[youtube=http://www.youtube.com/watch?v=RJNJCarL5ik]
The thing about Woolworth that I find most wondrous is that they have hung on for so long. Mind you, they have had a few close shaves along the way. For as long as I can remember, Woolies have been struggling for a “reason for being” and failing miserably. Let’s face it, they haven’t done anything original since penny and sixpence stores and pick n’ mix sweets, although they were still doing a great job of winding it up at Xmas as recently as the eighties, as this commercial shows (Anita Harris – sigh ). However, if you happened to wander into a Woolworth lately (while looking for the loo or something!) you’ll have been greeted by a scene that looked like a stunt from The Apprentice – like Alan Sugar had given a bunch of wet-behind-the-ears graduates a biggish space and asked them to fill it quickly with “stuff”.
I’m sadder about MFI, another UK casualty of the recession, who, though struggling for almost as long as Woolies to find its place, at least seemed to have a strategy. It just didn’t work, but the reality is that like a load of other retailers who have been teetering on the edge for a while and will undoubtedly be pushed over by the current economic situation, simply, neither has been good enough for a long time.
What we are witnessing right now is Darwinism – adapt or die! Its not just about retailing, its about business generally. Sure, we have too many retailers and more retail parks and shopping centres than is healthy, so we certainly won’t miss a few, but we have too much of everything, that’s the problem, especially when so many businesses have no right to be in business anyway.
I work hard with my clients to develop real uniqueness. I don’t mean the kind of contrived, useless differences that most organisations promote. I mean a positive, tangible, real benefit that they offer their customers that nobody else does, and its been a point of constant frustration to me that people have continued to be gullible enough to swallow the empty promises fed to them by organisations. The key question that I ask my clients is “how will you transform your customers lives?” – well what other excuse would they have for trading? Anyway, excuse my smugness, but the fact that tough economic times have prompted consumers to look beneath the veneers and question the promises made to them, only means that by and large, we’ll be filtering out the dross.
When the grim receiver finally knocks on their door, these failing businesses can’t claim that they were taken by surprise either. Although I am sure a few will. The writing has been on the wall for most of them for decades, its just that, usually because the people running them didn’t have any ideas, they chose to just milk the situation for as long as they could and hope to have retired before the shit hit the fan. Some of them made it and others haven’t, but none of them would still be a round had the artificial affluence we have all enjoyed over the years, not camouflaged their bad practices and disguised their dreadful performance. For instance, I’m told that after gaining independence from the US operation Woolworth sold its property and leased it back at some ridiculously lousy deal! Now, if marketing is about leveraging resources someone really blew it there!

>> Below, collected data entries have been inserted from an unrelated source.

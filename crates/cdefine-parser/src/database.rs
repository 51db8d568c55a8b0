//! Define Database
//!
//! Owns the macro table of one project root and answers every query a
//! host asks of it: expansion, evaluation, per-file line activity and
//! per-file define listings.

use std::path::Path;

use cdefine_core::{Config, Definition, Location, Result};
use once_cell::sync::Lazy;
use regex::{Captures, Regex};
use tracing::{debug, info};

use crate::preprocessor::cache::{fingerprint, TableCache};
use crate::preprocessor::eval::try_eval;
use crate::preprocessor::flags::{self, MacroDefinition};
use crate::preprocessor::headers::{is_header, read_source};
use crate::preprocessor::{
    classify_lines, read_lines, BuildStats, DefinitionTable, Directive, Expander, HeaderGraph,
    LineActivity, LineKind, LineOptions, ScopedDefines, UndefinedPolicy,
};

static DECIMAL: Lazy<Regex> =
    Lazy::new(|| Regex::new(r"\b([0-9]+)\b").expect("valid decimal regex"));

/// Macro database of one project root
#[derive(Debug, Clone)]
pub struct DefineDatabase {
    config: Config,
    /// Names inserted before the build; the header walk never touches them
    predefines: DefinitionTable,
    table: DefinitionTable,
}

impl DefineDatabase {
    /// Create an empty database
    pub fn new(config: Config) -> Self {
        Self {
            config,
            predefines: DefinitionTable::new(),
            table: DefinitionTable::new(),
        }
    }

    /// Create a database for `root`, reading `cdefine.yaml` if present
    pub fn open(root: &Path) -> Result<Self> {
        Ok(Self::new(Config::discover(root)?))
    }

    pub fn config(&self) -> &Config {
        &self.config
    }

    pub fn table(&self) -> &DefinitionTable {
        &self.table
    }

    /// Add a predefine; it survives rebuilds and wins over headers
    pub fn insert_define(&mut self, name: &str, params: Option<Vec<String>>, token: &str) {
        self.predefines.insert(name, params.clone(), token);
        self.table.insert(name, params, token);
    }

    pub fn predefine(&mut self, def: MacroDefinition) {
        let def = Definition::from(def);
        self.predefines.insert_definition(def.clone());
        self.table.insert_definition(def);
    }

    /// Insert the configured `defines` and the selected flags file.
    ///
    /// Returns the number of predefines added.
    pub fn load_predefines(&mut self) -> Result<usize> {
        let mut defines = self
            .config
            .defines
            .iter()
            .map(|spec| MacroDefinition::parse(spec))
            .collect::<std::result::Result<Vec<_>, _>>()?;

        if let Some(path) = self.config.flags_path() {
            defines.extend(flags::from_file(&path)?);
        }

        let count = defines.len();
        for def in defines {
            debug!("Predefine {}", def.to_flag());
            self.predefine(def);
        }
        Ok(count)
    }

    /// Flag files available in the predefine directory
    pub fn flag_files(&self) -> Result<Vec<String>> {
        Ok(flags::list_flag_files(&self.config.predefine_path())?)
    }

    /// Rebuild the table from the project's headers.
    ///
    /// The table is seeded with the predefines. With a `cache_dir`
    /// configured an unchanged project is loaded from the cache. On error
    /// the table keeps what was read before the failure.
    pub fn build(&mut self) -> Result<BuildStats> {
        let options = self.line_options(false, false);
        let mut graph = HeaderGraph::discover(&self.config.project_root, &self.config.scan)?
            .with_options(options);

        let mut cache = match &self.config.cache_dir {
            Some(dir) => TableCache::new(dir.clone())?,
            None => TableCache::disabled(),
        };
        let key = fingerprint(&self.predefines, graph.headers(), &options);

        if let Some(table) = cache.get(graph.root(), key) {
            info!("Loaded {} defines for {:?} from cache", table.len(), graph.root());
            self.table = table;
            return Ok(BuildStats {
                headers: graph.headers().len(),
                cached: true,
                ..BuildStats::default()
            });
        }

        let mut table = self.predefines.clone();
        let result = graph.build(&mut table);
        self.table = table;
        let stats = result?;

        cache.put(graph.root(), key, &self.table)?;
        Ok(stats)
    }

    /// Fully expand `text`
    pub fn expand(&self, text: &str, policy: UndefinedPolicy) -> Result<String> {
        Ok(Expander::new(&self.table, policy).expand(text)?)
    }

    /// Expand `text`, keeping undefined names, and evaluate the result
    pub fn evaluate(&self, text: &str) -> Option<i128> {
        Expander::new(&self.table, UndefinedPolicy::Keep).evaluate(text)
    }

    /// The macro `name` with its token fully expanded
    pub fn expand_define(&self, name: &str) -> Result<Option<Definition>> {
        expand_define(&self.table, name)
    }

    /// Every active `#define` of `path` in order of appearance, tokens
    /// expanded. Macros already in the table whose expansion is an integer
    /// get that integer written back as their token.
    pub fn expand_defines_in_file(&mut self, path: &Path) -> Result<Vec<Definition>> {
        let content = read_source(path)?;
        let options = self.line_options(true, false);

        let found: Vec<Definition> = read_lines(&content, options, &self.table)
            .filter(|line| line.active && line.kind == LineKind::Text)
            .filter_map(|line| match Directive::parse(&line.text) {
                Some(Directive::Define(def)) => {
                    let file = path.display().to_string();
                    let location =
                        Location::spanning(file, line.start_line as u32, line.line_no as u32);
                    Some(def.at(location))
                }
                _ => None,
            })
            .collect();

        let mut defines = Vec::with_capacity(found.len());
        for mut def in found {
            match Expander::new(&self.table, UndefinedPolicy::Keep).expand(&def.token) {
                Ok(expanded) => def.token = expanded,
                Err(err) => debug!("{} left unexpanded: {}", def.name, err),
            }

            if let Some(value) = try_eval(&def.token) {
                if let Some(existing) = self.table.get(&def.name).cloned() {
                    self.table.insert_definition(Definition {
                        token: value.to_string(),
                        ..existing
                    });
                }
            }
            defines.push(def);
        }
        Ok(defines)
    }

    /// Active lines of `path` with indentation kept
    pub fn preprocess_source(&self, path: &Path) -> Result<Vec<String>> {
        let content = read_source(path)?;
        let options = self.line_options(is_header(path), true);
        Ok(read_lines(&content, options, &self.table)
            .filter(|line| line.active || line.kind == LineKind::Directive)
            .map(|line| line.text)
            .collect())
    }

    /// Active and inactive line numbers of `path`
    pub fn classify_file(&self, path: &Path) -> Result<LineActivity> {
        let content = read_source(path)?;
        Ok(self.classify_text(&content))
    }

    /// Active and inactive line numbers of an in-memory buffer
    pub fn classify_text(&self, text: &str) -> LineActivity {
        classify_lines(text, self.line_options(true, true), &self.table)
    }

    /// Layer the `#define`s of a source file over the table until the
    /// returned guard is dropped
    pub fn file_scope(&mut self, path: &Path) -> Result<ScopedDefines<'_>> {
        let content = read_source(path)?;
        let options = self.line_options(is_header(path), false);

        let defs: Vec<Definition> = read_lines(&content, options, &self.table)
            .filter(|line| line.active && line.kind == LineKind::Text)
            .filter_map(|line| match Directive::parse(&line.text) {
                Some(Directive::Define(def)) => Some(def),
                _ => None,
            })
            .collect();

        debug!("{} temporary defines from {:?}", defs.len(), path);
        Ok(self.table.scoped(defs))
    }

    /// Value report for `name`, see [`format_value`]
    pub fn format_value(&self, name: &str) -> Result<String> {
        format_value(&self.table, name)
    }

    /// One `#define NAME (VALUE)` line per macro, in table order
    pub fn listing(&self) -> Vec<String> {
        self.table
            .iter()
            .map(|def| {
                let value = if def.is_function_like() {
                    None
                } else {
                    self.evaluate(&def.token)
                };
                match value {
                    Some(v) => format!("#define {:<30} ({})", def.signature(), hex(v)),
                    None => format!("#define {:<30} ({})", def.signature(), def.token),
                }
            })
            .collect()
    }

    fn line_options(&self, ignore_header_guard: bool, keep_whitespace: bool) -> LineOptions {
        LineOptions {
            evaluate_conditionals: self.config.preprocess.evaluate_conditionals,
            ignore_header_guard,
            keep_whitespace,
            include_block_comments: false,
        }
    }
}

/// The macro `name` of `table` with its token fully expanded, undefined
/// names kept
pub fn expand_define(table: &DefinitionTable, name: &str) -> Result<Option<Definition>> {
    let Some(def) = table.get(name) else {
        return Ok(None);
    };
    let token = Expander::new(table, UndefinedPolicy::Keep).expand(&def.token)?;
    Ok(Some(Definition {
        token,
        ..def.clone()
    }))
}

/// Describe what `name` stands for.
///
/// A macro that evaluates gives `"N (0xN)"`; otherwise its expanded token
/// with decimal numbers shown in hex. A name that is no macro is expanded
/// as an expression.
pub fn format_value(table: &DefinitionTable, name: &str) -> Result<String> {
    match expand_define(table, name)? {
        Some(def) => Ok(match try_eval(&def.token) {
            Some(value) => format!("{} ({})", value, hex(value)),
            None => decimals_to_hex(&def.token, 0),
        }),
        None => {
            let expanded = Expander::new(table, UndefinedPolicy::Keep).expand(name)?;
            Ok(decimals_to_hex(&expanded, 2))
        }
    }
}

/// Rewrite every standalone decimal number in `text` as `0x..` hex,
/// zero-padded to `width` digits
pub fn decimals_to_hex(text: &str, width: usize) -> String {
    DECIMAL
        .replace_all(text, |caps: &Captures| match caps[1].parse::<u128>() {
            Ok(n) => format!("0x{:0width$X}", n, width = width),
            Err(_) => caps[1].to_string(),
        })
        .into_owned()
}

fn hex(value: i128) -> String {
    if value < 0 {
        format!("-0x{:x}", value.unsigned_abs())
    } else {
        format!("0x{:x}", value)
    }
}
//! Reference Scanner
//!
//! Splits token strings into a flat token list and locates macro references,
//! capturing the argument lists of function-like macro calls.

use std::ops::Range;

use super::eval;
use super::table::DefinitionTable;

/// Lexical category of a [`Token`]
#[derive(Debug, Clone, Copy, PartialEq, Eq)]
pub enum TokenKind {
    /// Identifier or keyword
    Ident,
    /// Preprocessing number (`12`, `0x1Fu`, `1.5e3`)
    Number,
    /// String or character literal, quotes included
    Str,
    /// Operator or punctuator
    Punct,
    /// Run of whitespace
    Space,
}

/// A slice of source text with its category
#[derive(Debug, Clone, PartialEq, Eq)]
pub struct Token {
    pub kind: TokenKind,
    pub text: String,
}

impl Token {
    pub fn new(kind: TokenKind, text: impl Into<String>) -> Self {
        Self {
            kind,
            text: text.into(),
        }
    }

    pub fn is_punct(&self, p: &str) -> bool {
        self.kind == TokenKind::Punct && self.text == p
    }

    pub fn is_space(&self) -> bool {
        self.kind == TokenKind::Space
    }
}

/// A macro name occurrence inside a token list
#[derive(Debug, Clone, PartialEq, Eq)]
pub struct Reference {
    /// Identifier text
    pub name: String,
    /// Token indices covered, argument list included
    pub span: Range<usize>,
    /// Raw `( ... )` text for function-like macro calls
    pub args: Option<String>,
}

impl Reference {
    /// The reference as written, e.g. `ADD(1, 2)`
    pub fn line(&self) -> String {
        match &self.args {
            Some(args) => format!("{}{}", self.name, args),
            None => self.name.clone(),
        }
    }
}

const PUNCT2: [&str; 12] = [
    "##", "<<", ">>", "<=", ">=", "==", "!=", "&&", "||", "->", "++", "--",
];

/// Tokenize `text`; concatenating the token texts gives back `text`
pub fn tokenize(text: &str) -> Vec<Token> {
    let bytes = text.as_bytes();
    let mut tokens = Vec::new();
    let mut i = 0;

    while i < bytes.len() {
        let start = i;
        let c = bytes[i];

        let kind = if c.is_ascii_whitespace() {
            while i < bytes.len() && bytes[i].is_ascii_whitespace() {
                i += 1;
            }
            TokenKind::Space
        } else if is_ident_start(c) {
            while i < bytes.len() && is_ident_continue(bytes[i]) {
                i += 1;
            }
            TokenKind::Ident
        } else if c.is_ascii_digit()
            || (c == b'.' && bytes.get(i + 1).map_or(false, |b| b.is_ascii_digit()))
        {
            i += 1;
            while i < bytes.len() {
                let b = bytes[i];
                if (b == b'+' || b == b'-') && matches!(bytes[i - 1], b'e' | b'E' | b'p' | b'P') {
                    i += 1;
                } else if is_ident_continue(b) || b == b'.' {
                    i += 1;
                } else {
                    break;
                }
            }
            TokenKind::Number
        } else if c == b'"' || c == b'\'' {
            i += 1;
            while i < bytes.len() && bytes[i] != c {
                if bytes[i] == b'\\' {
                    i += 1;
                }
                i += 1;
            }
            i = (i + 1).min(bytes.len());
            TokenKind::Str
        } else {
            let rest = &text[i..];
            match PUNCT2.iter().find(|p| rest.starts_with(**p)) {
                Some(p) => i += p.len(),
                // Step over a whole UTF-8 sequence
                None => i += rest.chars().next().map_or(1, char::len_utf8),
            }
            TokenKind::Punct
        };

        tokens.push(Token::new(kind, &text[start..i]));
    }

    tokens
}

/// Join tokens back into text
pub fn join(tokens: &[Token]) -> String {
    tokens.iter().map(|t| t.text.as_str()).collect()
}

pub fn is_ident_start(b: u8) -> bool {
    b.is_ascii_alphabetic() || b == b'_'
}

pub fn is_ident_continue(b: u8) -> bool {
    b.is_ascii_alphanumeric() || b == b'_'
}

/// Whether `text` is exactly one C identifier
pub fn is_identifier(text: &str) -> bool {
    let bytes = text.as_bytes();
    !bytes.is_empty()
        && is_ident_start(bytes[0])
        && bytes[1..].iter().all(|&b| is_ident_continue(b))
}

/// Index of the first non-space token at or after `from`
pub fn skip_space(tokens: &[Token], from: usize) -> usize {
    let mut i = from;
    while i < tokens.len() && tokens[i].is_space() {
        i += 1;
    }
    i
}

/// Find the balanced argument list following the identifier at `ident`.
///
/// Returns the token range from `(` to the matching `)` inclusive, or
/// `None` when no `(` follows or the parentheses never balance.
pub fn call_span(tokens: &[Token], ident: usize) -> Option<Range<usize>> {
    let open = skip_space(tokens, ident + 1);
    if !tokens.get(open)?.is_punct("(") {
        return None;
    }

    let mut depth = 0usize;
    for (i, token) in tokens.iter().enumerate().skip(open) {
        if token.is_punct("(") {
            depth += 1;
        } else if token.is_punct(")") {
            depth -= 1;
            if depth == 0 {
                return Some(open..i + 1);
            }
        }
    }
    None
}

/// Locate every identifier occurrence in `text`.
///
/// Identifiers inside string literals are never reported. Function-like
/// macros known to `table` get their argument text captured; a missing or
/// unbalanced list leaves `args` empty so the occurrence reads as a bare
/// reference.
pub fn find_references(text: &str, table: &DefinitionTable) -> Vec<Reference> {
    if eval::try_eval(text).is_some() {
        return vec![];
    }
    references_in(&tokenize(text), table)
}

/// Token-list form of [`find_references`], without the numeric short-circuit
pub fn references_in(tokens: &[Token], table: &DefinitionTable) -> Vec<Reference> {
    let mut refs = Vec::new();
    let mut i = 0;

    while i < tokens.len() {
        let token = &tokens[i];
        if token.kind != TokenKind::Ident {
            i += 1;
            continue;
        }

        let function_like = table
            .get(&token.text)
            .map_or(false, |def| def.is_function_like());
        let call = if function_like { call_span(tokens, i) } else { None };

        match call {
            Some(args) => {
                refs.push(Reference {
                    name: token.text.clone(),
                    span: i..args.end,
                    args: Some(join(&tokens[args.clone()])),
                });
                i = args.end;
            }
            None => {
                refs.push(Reference {
                    name: token.text.clone(),
                    span: i..i + 1,
                    args: None,
                });
                i += 1;
            }
        }
    }

    refs
}

/// Split a raw `( a, (b, c), d )` argument list on top-level commas.
///
/// Arguments are trimmed; `()` has no arguments at all.
pub fn split_args(args: &str) -> Vec<String> {
    let inner = args.trim();
    let inner = inner.strip_prefix('(').unwrap_or(inner);
    let inner = inner.strip_suffix(')').unwrap_or(inner);
    if inner.trim().is_empty() {
        return vec![];
    }

    let mut result = Vec::new();
    let mut current = String::new();
    let mut depth = 0usize;

    for token in tokenize(inner) {
        if token.is_punct("(") {
            depth += 1;
        } else if token.is_punct(")") {
            depth = depth.saturating_sub(1);
        } else if token.is_punct(",") && depth == 0 {
            result.push(current.trim().to_string());
            current.clear();
            continue;
        }
        current.push_str(&token.text);
    }
    result.push(current.trim().to_string());
    result
}

/// Remove `/* ... */` comments that open and close inside `text`
pub fn strip_inline_comments(text: &str) -> String {
    let mut out = String::with_capacity(text.len());
    let mut rest = text;
    while let Some(start) = rest.find("/*") {
        match rest[start + 2..].find("*/") {
            Some(end) => {
                out.push_str(&rest[..start]);
                rest = &rest[start + 2 + end + 2..];
            }
            None => break,
        }
    }
    out.push_str(rest);
    out
}
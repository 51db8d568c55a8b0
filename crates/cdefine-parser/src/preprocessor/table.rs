//! Definition Table
//!
//! Insertion-ordered macro table with a scoped overlay for temporary
//! definitions.

use std::collections::HashMap;
use std::ops::{Deref, DerefMut};

use cdefine_core::Definition;
use serde::{Deserialize, Serialize};
use thiserror::Error;

/// Table errors
#[derive(Debug, Error, PartialEq, Eq)]
pub enum TableError {
    #[error("token '{0}' is not defined")]
    NotFound(String),
}

impl From<TableError> for cdefine_core::Error {
    fn from(err: TableError) -> Self {
        match err {
            TableError::NotFound(name) => cdefine_core::Error::NotFound(name),
        }
    }
}

/// Ordered name -> definition map.
///
/// Removal leaves a hole in the slot vector so both insert and remove stay
/// O(1); holes are compacted once they outnumber live entries.
#[derive(Debug, Clone, Default, Serialize, Deserialize)]
#[serde(from = "Vec<Definition>", into = "Vec<Definition>")]
pub struct DefinitionTable {
    slots: Vec<Option<Definition>>,
    index: HashMap<String, usize>,
}

impl DefinitionTable {
    /// Create an empty table
    pub fn new() -> Self {
        Self::default()
    }

    /// Insert or replace a macro
    pub fn insert(&mut self, name: &str, params: Option<Vec<String>>, token: &str) {
        self.insert_definition(Definition {
            name: name.to_string(),
            params,
            token: token.to_string(),
            location: None,
        });
    }

    /// Insert or replace a full definition, returning the one it replaced.
    ///
    /// A replaced entry keeps its position.
    pub fn insert_definition(&mut self, def: Definition) -> Option<Definition> {
        match self.index.get(&def.name) {
            Some(&slot) => self.slots[slot].replace(def),
            None => {
                self.index.insert(def.name.clone(), self.slots.len());
                self.slots.push(Some(def));
                None
            }
        }
    }

    /// Remove a macro
    pub fn remove(&mut self, name: &str) -> Result<Definition, TableError> {
        let slot = self
            .index
            .remove(name)
            .ok_or_else(|| TableError::NotFound(name.to_string()))?;
        let removed = self.slots[slot]
            .take()
            .ok_or_else(|| TableError::NotFound(name.to_string()))?;

        if self.slots.len() > 32 && self.index.len() * 2 < self.slots.len() {
            self.compact();
        }
        Ok(removed)
    }

    /// Look up a macro
    pub fn get(&self, name: &str) -> Option<&Definition> {
        self.index
            .get(name)
            .and_then(|&slot| self.slots[slot].as_ref())
    }

    pub fn contains(&self, name: &str) -> bool {
        self.index.contains_key(name)
    }

    pub fn len(&self) -> usize {
        self.index.len()
    }

    pub fn is_empty(&self) -> bool {
        self.index.is_empty()
    }

    /// Definitions in insertion order
    pub fn iter(&self) -> impl Iterator<Item = &Definition> {
        self.slots.iter().flatten()
    }

    /// Macro names in insertion order
    pub fn names(&self) -> impl Iterator<Item = &str> {
        self.iter().map(|d| d.name.as_str())
    }

    /// Drop every definition
    pub fn clear(&mut self) {
        self.slots.clear();
        self.index.clear();
    }

    /// Layer `defs` over the table until the returned guard is dropped.
    ///
    /// On drop every overridden name gets its prior definition back and
    /// every new name is removed again.
    pub fn scoped<I>(&mut self, defs: I) -> ScopedDefines<'_>
    where
        I: IntoIterator<Item = Definition>,
    {
        let mut saved = Vec::new();
        for def in defs {
            let name = def.name.clone();
            let prior = self.insert_definition(def);
            saved.push((name, prior));
        }
        ScopedDefines { table: self, saved }
    }

    fn compact(&mut self) {
        self.slots.retain(Option::is_some);
        for (slot, def) in self.slots.iter().enumerate() {
            if let Some(def) = def {
                self.index.insert(def.name.clone(), slot);
            }
        }
    }
}

impl Extend<Definition> for DefinitionTable {
    fn extend<T: IntoIterator<Item = Definition>>(&mut self, iter: T) {
        for def in iter {
            self.insert_definition(def);
        }
    }
}

impl FromIterator<Definition> for DefinitionTable {
    fn from_iter<T: IntoIterator<Item = Definition>>(iter: T) -> Self {
        let mut table = Self::new();
        table.extend(iter);
        table
    }
}

impl From<Vec<Definition>> for DefinitionTable {
    fn from(defs: Vec<Definition>) -> Self {
        defs.into_iter().collect()
    }
}

impl From<DefinitionTable> for Vec<Definition> {
    fn from(table: DefinitionTable) -> Self {
        table.slots.into_iter().flatten().collect()
    }
}

/// Guard returned by [`DefinitionTable::scoped`]
pub struct ScopedDefines<'a> {
    table: &'a mut DefinitionTable,
    saved: Vec<(String, Option<Definition>)>,
}

impl ScopedDefines<'_> {
    /// Names layered by this scope
    pub fn names(&self) -> impl Iterator<Item = &str> {
        self.saved.iter().map(|(name, _)| name.as_str())
    }
}

impl Deref for ScopedDefines<'_> {
    type Target = DefinitionTable;

    fn deref(&self) -> &DefinitionTable {
        &*self.table
    }
}

impl DerefMut for ScopedDefines<'_> {
    fn deref_mut(&mut self) -> &mut DefinitionTable {
        &mut *self.table
    }
}

impl Drop for ScopedDefines<'_> {
    fn drop(&mut self) {
        // Reverse order so a name layered twice ends at its original value
        for (name, prior) in self.saved.drain(..).rev() {
            match prior {
                Some(def) => {
                    self.table.insert_definition(def);
                }
                None => {
                    let _ = self.table.remove(&name);
                }
            }
        }
    }
}

#[cfg(test)]
mod tests {
    use super::*;
    use pretty_assertions::assert_eq;

    #[test]
    fn test_insert_replaces_in_place() {
        let mut table = DefinitionTable::new();
        table.insert("A", None, "1");
        table.insert("B", None, "2");
        table.insert("A", None, "3");

        assert_eq!(table.len(), 2);
        assert_eq!(table.get("A").unwrap().token, "3");
        assert_eq!(table.names().collect::<Vec<_>>(), vec!["A", "B"]);
    }

    #[test]
    fn test_remove() {
        let mut table = DefinitionTable::new();
        table.insert("A", None, "1");
        table.insert("B", None, "2");

        assert_eq!(table.remove("A").unwrap().token, "1");
        assert!(!table.contains("A"));
        assert_eq!(table.remove("A"), Err(TableError::NotFound("A".into())));

        table.insert("A", None, "4");
        assert_eq!(table.names().collect::<Vec<_>>(), vec!["B", "A"]);
    }

    #[test]
    fn test_compaction_keeps_order() {
        let mut table = DefinitionTable::new();
        for i in 0..100 {
            table.insert(&format!("M{}", i), None, &i.to_string());
        }
        for i in 0..90 {
            table.remove(&format!("M{}", i)).unwrap();
        }
        let names: Vec<_> = table.names().map(String::from).collect();
        let expected: Vec<_> = (90..100).map(|i| format!("M{}", i)).collect();
        assert_eq!(names, expected);
        assert_eq!(table.get("M95").unwrap().token, "95");
    }

    #[test]
    fn test_scoped_defines_restore() {
        let mut table = DefinitionTable::new();
        table.insert("KEEP", None, "1");
        table.insert("OVER", None, "old");

        {
            let scope = table.scoped(vec![
                Definition::object("OVER", "new"),
                Definition::object("TEMP", "7"),
            ]);
            assert_eq!(scope.get("OVER").unwrap().token, "new");
            assert_eq!(scope.get("TEMP").unwrap().token, "7");
            assert_eq!(scope.names().collect::<Vec<_>>(), vec!["OVER", "TEMP"]);
        }

        assert_eq!(table.get("OVER").unwrap().token, "old");
        assert!(!table.contains("TEMP"));
        assert_eq!(table.get("KEEP").unwrap().token, "1");
    }

    #[test]
    fn test_serde_keeps_order() {
        let mut table = DefinitionTable::new();
        table.insert("Z", None, "1");
        table.insert("A", Some(vec!["x".into()]), "x");

        let json = serde_json::to_string(&table).unwrap();
        let back: DefinitionTable = serde_json::from_str(&json).unwrap();
        assert_eq!(back.names().collect::<Vec<_>>(), vec!["Z", "A"]);
        assert_eq!(back.get("A").unwrap().params, Some(vec!["x".to_string()]));
    }
}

It used to be really trendy to own a Renault 5 in Paris. French role models drove customised 5s just as the Beatles, Roy Wood and endless other UK pop icons drove Wood and Picket Minis and they were practical and useful. The fact that today suburban Moms “need” an SUV rather than a Smart car to take the kids a hundred yards down the road to school, is just the product of manipulation by auto-manufacturers whose true measurement of success, despite their protests, is clearly the weight of tin and plastic they manage to get onto the streets. We are in this mess, not because operators in every sector have devoted themselves for years to persuading us to buy stuff that we don’t really need, I can live with that. What gets my goat is that so much of this stuff we are gullible and insecure enough to covet is utterly useless!
The up side of all this is that the good guys, though tested like everyone else, will still be around and hopefully, buoyed by the success of their past dedication to honesty, transparency, innovation and hard-work, they’ll be giving us new ideas and initiatives to satisfy our genuine needs and distance them from the masses. While the big auto makers try to blackmail the US government into subsidising their past inflexibility, self-interest, lack of vision and sharp practices and give them license to do more of the same and banks in the UK and elsewhere try to wriggle of the hook of accountability that their recent handouts have caught them with, there are real opportunities and hopefully recognition by consumers for unsung heroes like Robert Q Riley Enterprises, who are taking a new route to eco-friendly transport with build-it-yourself solutions.
I don’t mind at all that this may be the end of life as we know it. I for one will welcome a few real values and a world where personal worth is measured in something other than the volume of natural resources destroyed in a lifetime. All of this is just another challenge to real marketers with balls and initiative. It doesn’t mean that we’ll have no shops, cars, or the multitude of other stuff we have become used to, just that those we will have are relevent, responsible and efficient.